Satoshi furrowed his brow. "What? Go where?"

Shigeru answered him impatiently, tapping his foot. "Out of the Temple. There's nothing left to see here. We should go."

Satoshi looked at Shigeru, trying to understand. But there was little he could absorb but movement. Shigeru was absently rubbing down goosebumps on his forearms, wringing his hands, shoving them into his pockets, staring into space.

"Okay," Satoshi said. "Let's go."

But Shigeru didn't seem to have heard. He was muttering to himself.

"We should leave," he was saying. His voice was barely audible, but with the room quiet and empty, it resonated clearly enough. "We really should be leaving..."

"Shigeru," Satoshi interrupted forcibly, "Are you sure you're not sick?"

Shigeru's his hands faltered briefly, as they moved steadily up and down his arms. He scowled, but at least he looked up at Satoshi. "I told you that I'm not."

"But you're acting really weird," Satoshi insisted.

"I am not!" Shigeru snapped.

"You do. And you look freaked out."

"Well maybe I am," he retorted. "Did you ever think about that?"

"But why--"

Then, Shigeru shocked him completely; he curled his fists and shouted, "Why? Why? Fuck you, Satoshi! I don't have to tell you anything!"

The echoes of the words clattered against the walls. After the last echo splintered into silence, Satoshi remembered how to breathe. He stared at Shigeru, his mouth gaping, feeling the whip crack in his stomach.
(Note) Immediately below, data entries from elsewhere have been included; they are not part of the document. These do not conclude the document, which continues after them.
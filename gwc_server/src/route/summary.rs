use std::sync::Arc;

use axum::{
    extract::{Query, State},
    http::StatusCode,
    Json,
};
use gwc_core::{
    catalog::Catalog,
    summary::{summarize, CalendarSummary},
};
use serde::Deserialize;

use crate::route::waste_type_ids;

#[derive(Debug, Clone, Deserialize)]
pub struct QueryParams {
    route: u32,
    /// comma separated waste type ids
    #[serde(default)]
    waste_types: Option<String>,
}

/// Handle summary requests.
pub async fn handler(
    State(catalog): State<Arc<Catalog>>,
    Query(query_params): Query<QueryParams>,
) -> Result<Json<CalendarSummary>, (StatusCode, String)> {
    let waste_type_ids = waste_type_ids(&catalog, query_params.waste_types.as_deref())?;
    summarize(&catalog, query_params.route, &waste_type_ids)
        .map(Json)
        .ok_or_else(|| {
            (
                StatusCode::NOT_FOUND,
                format!("Route {} not found", query_params.route),
            )
        })
}

#[cfg(test)]
mod tests {
    use std::sync::Arc;

    use axum::{
        extract::{Query, State},
        http::StatusCode,
    };
    use gwc_core::catalog::Catalog;

    use super::*;

    #[tokio::test]
    async fn test_handler() {
        let catalog = Arc::new(Catalog::bundled().unwrap());
        let query_params = QueryParams {
            route: 3,
            waste_types: None,
        };
        let Json(summary) = handler(State(catalog), Query(query_params)).await.unwrap();
        assert_eq!(summary.total, 57);
        assert_eq!(summary.types.len(), 4);
    }

    #[tokio::test]
    async fn test_handler_unknown_route() {
        let catalog = Arc::new(Catalog::bundled().unwrap());
        let query_params = QueryParams {
            route: 99,
            waste_types: Some(String::from("matavfall")),
        };
        let (status, _) = handler(State(catalog), Query(query_params))
            .await
            .unwrap_err();
        assert_eq!(status, StatusCode::NOT_FOUND);
    }
}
Reality swirled in on him -- not the reality of the present, of Alph, but of the world that still felt like his own -- and for a shuttered moment, he vividly remembered everything that had come before. He'd forgotten that Shigeru had denied his friendship twice after they becoming friends. He should've known that Shigeru wasn't capable of being sincere. That Shigeru really still hated him, that their friendship had only been surface-level, after all; that, under the thin skin that had grown over their scabs, there had been this burrowing, purple maggot of distrust and anger.

But he didn't want to believe it.

"What the hell," Satoshi spoke, and his voice rose with every word, "What - the - hell! I thought we were friends."

"Look, I..." Shigeru's face warred with itself. A grimace won out. "We're friends."

"Then act like it!" Satoshi demanded. He felt his voice drop, the hurt weighing it down, as he added, "I'm just trying to help you."

Shigeru couldn't speak for a few moments, too busy breathing raggedly. When he spoke at last, his voice had hurt in it too.

"You can't help me. Not here," he said, like it pained him. Satoshi couldn't figure out where the pain would've come from; why he was angry, sick, and sad, as well - it didn't make sense.

"Is there something going on?" asked Satoshi, slowly. "Is there something I should know about? Did Haruka say something to you earlier while I was sleeping?"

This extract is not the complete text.